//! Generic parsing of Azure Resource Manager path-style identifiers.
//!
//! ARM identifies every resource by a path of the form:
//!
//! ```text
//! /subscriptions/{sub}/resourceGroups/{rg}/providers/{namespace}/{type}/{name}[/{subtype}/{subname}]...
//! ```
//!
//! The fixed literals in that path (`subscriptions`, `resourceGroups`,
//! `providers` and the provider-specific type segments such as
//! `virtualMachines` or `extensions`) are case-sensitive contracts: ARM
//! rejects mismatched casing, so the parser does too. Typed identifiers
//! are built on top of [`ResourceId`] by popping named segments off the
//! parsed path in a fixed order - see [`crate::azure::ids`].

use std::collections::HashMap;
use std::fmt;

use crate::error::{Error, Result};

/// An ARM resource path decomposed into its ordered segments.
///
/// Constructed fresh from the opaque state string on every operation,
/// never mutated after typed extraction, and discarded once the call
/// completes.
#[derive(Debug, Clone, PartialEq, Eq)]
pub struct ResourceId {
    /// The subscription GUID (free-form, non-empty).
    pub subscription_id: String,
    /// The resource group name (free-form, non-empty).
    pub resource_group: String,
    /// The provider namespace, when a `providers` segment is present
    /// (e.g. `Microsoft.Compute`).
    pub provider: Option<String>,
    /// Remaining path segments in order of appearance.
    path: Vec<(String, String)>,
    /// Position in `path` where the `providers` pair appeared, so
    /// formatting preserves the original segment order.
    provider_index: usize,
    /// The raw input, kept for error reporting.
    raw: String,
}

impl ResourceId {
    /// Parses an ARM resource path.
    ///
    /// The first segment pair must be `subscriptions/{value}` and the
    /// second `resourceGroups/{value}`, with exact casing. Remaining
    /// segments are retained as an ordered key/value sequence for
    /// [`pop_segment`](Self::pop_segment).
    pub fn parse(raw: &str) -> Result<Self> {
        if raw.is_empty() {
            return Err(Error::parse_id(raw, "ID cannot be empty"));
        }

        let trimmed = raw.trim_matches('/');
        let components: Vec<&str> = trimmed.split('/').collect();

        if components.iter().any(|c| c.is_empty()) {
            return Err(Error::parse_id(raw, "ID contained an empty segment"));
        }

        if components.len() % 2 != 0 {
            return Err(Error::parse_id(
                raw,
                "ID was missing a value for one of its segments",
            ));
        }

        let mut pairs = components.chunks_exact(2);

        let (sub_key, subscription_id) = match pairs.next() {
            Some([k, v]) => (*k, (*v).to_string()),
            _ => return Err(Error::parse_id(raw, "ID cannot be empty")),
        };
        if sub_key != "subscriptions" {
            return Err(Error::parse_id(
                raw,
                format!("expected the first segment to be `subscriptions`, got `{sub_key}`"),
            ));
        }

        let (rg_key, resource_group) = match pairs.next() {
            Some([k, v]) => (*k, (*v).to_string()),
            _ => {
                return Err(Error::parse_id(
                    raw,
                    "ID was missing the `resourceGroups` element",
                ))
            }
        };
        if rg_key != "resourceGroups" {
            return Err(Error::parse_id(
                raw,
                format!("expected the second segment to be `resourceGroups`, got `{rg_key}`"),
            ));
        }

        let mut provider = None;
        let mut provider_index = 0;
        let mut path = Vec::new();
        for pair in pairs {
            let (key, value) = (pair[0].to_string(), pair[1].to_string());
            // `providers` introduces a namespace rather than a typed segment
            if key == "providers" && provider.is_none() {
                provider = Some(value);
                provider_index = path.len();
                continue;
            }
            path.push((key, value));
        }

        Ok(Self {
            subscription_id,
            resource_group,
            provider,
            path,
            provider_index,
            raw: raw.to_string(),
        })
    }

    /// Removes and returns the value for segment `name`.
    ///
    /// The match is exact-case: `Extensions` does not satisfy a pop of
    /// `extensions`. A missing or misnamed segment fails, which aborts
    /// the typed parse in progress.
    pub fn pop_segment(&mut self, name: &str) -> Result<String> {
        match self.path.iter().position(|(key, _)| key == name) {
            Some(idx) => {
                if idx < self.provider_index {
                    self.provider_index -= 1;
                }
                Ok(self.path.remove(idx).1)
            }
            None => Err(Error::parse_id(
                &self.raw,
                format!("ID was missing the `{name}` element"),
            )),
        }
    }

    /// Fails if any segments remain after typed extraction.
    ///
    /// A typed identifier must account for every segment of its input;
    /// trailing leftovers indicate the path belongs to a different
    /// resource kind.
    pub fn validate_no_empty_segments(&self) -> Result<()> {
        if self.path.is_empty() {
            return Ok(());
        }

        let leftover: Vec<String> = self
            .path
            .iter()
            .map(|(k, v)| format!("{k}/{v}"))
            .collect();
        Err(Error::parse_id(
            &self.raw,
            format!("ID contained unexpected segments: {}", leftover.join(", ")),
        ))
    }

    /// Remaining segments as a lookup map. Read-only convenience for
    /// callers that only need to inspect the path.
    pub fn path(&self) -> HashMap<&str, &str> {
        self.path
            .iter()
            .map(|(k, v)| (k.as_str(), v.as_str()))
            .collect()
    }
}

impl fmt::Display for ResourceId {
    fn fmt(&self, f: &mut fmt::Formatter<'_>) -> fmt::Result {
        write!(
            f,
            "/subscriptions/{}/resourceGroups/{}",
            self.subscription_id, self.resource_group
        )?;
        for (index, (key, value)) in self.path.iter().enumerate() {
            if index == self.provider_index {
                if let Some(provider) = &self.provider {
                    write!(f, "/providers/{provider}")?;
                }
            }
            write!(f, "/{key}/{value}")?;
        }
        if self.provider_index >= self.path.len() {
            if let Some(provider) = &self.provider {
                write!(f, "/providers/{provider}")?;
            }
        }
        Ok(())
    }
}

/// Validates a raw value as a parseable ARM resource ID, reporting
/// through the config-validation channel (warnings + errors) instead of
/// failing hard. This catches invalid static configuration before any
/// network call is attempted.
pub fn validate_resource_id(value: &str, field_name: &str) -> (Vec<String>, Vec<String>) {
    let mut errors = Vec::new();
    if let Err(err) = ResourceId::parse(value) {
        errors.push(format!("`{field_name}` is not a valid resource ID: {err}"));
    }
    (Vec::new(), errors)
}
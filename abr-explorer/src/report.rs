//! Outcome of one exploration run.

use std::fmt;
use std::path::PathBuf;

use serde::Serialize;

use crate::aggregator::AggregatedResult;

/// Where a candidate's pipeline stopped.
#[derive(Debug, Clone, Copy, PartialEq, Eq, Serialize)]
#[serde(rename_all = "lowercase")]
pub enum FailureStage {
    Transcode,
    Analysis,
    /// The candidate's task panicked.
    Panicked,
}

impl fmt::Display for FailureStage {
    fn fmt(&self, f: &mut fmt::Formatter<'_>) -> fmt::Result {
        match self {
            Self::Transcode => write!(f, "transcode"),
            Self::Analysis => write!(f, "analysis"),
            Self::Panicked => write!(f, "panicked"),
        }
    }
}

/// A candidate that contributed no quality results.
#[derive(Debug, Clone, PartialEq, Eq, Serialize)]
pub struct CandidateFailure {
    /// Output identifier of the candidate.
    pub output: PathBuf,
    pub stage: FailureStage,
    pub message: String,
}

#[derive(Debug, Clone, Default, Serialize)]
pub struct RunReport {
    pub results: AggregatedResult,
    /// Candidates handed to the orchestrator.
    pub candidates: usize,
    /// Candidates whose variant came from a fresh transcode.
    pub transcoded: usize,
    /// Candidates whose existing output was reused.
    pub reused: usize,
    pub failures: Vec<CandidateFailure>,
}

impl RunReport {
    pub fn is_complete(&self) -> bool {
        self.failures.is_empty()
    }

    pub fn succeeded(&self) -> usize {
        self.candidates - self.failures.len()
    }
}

----

Determine how many lines in the records contain "ResourceId", and reply with the number only.

5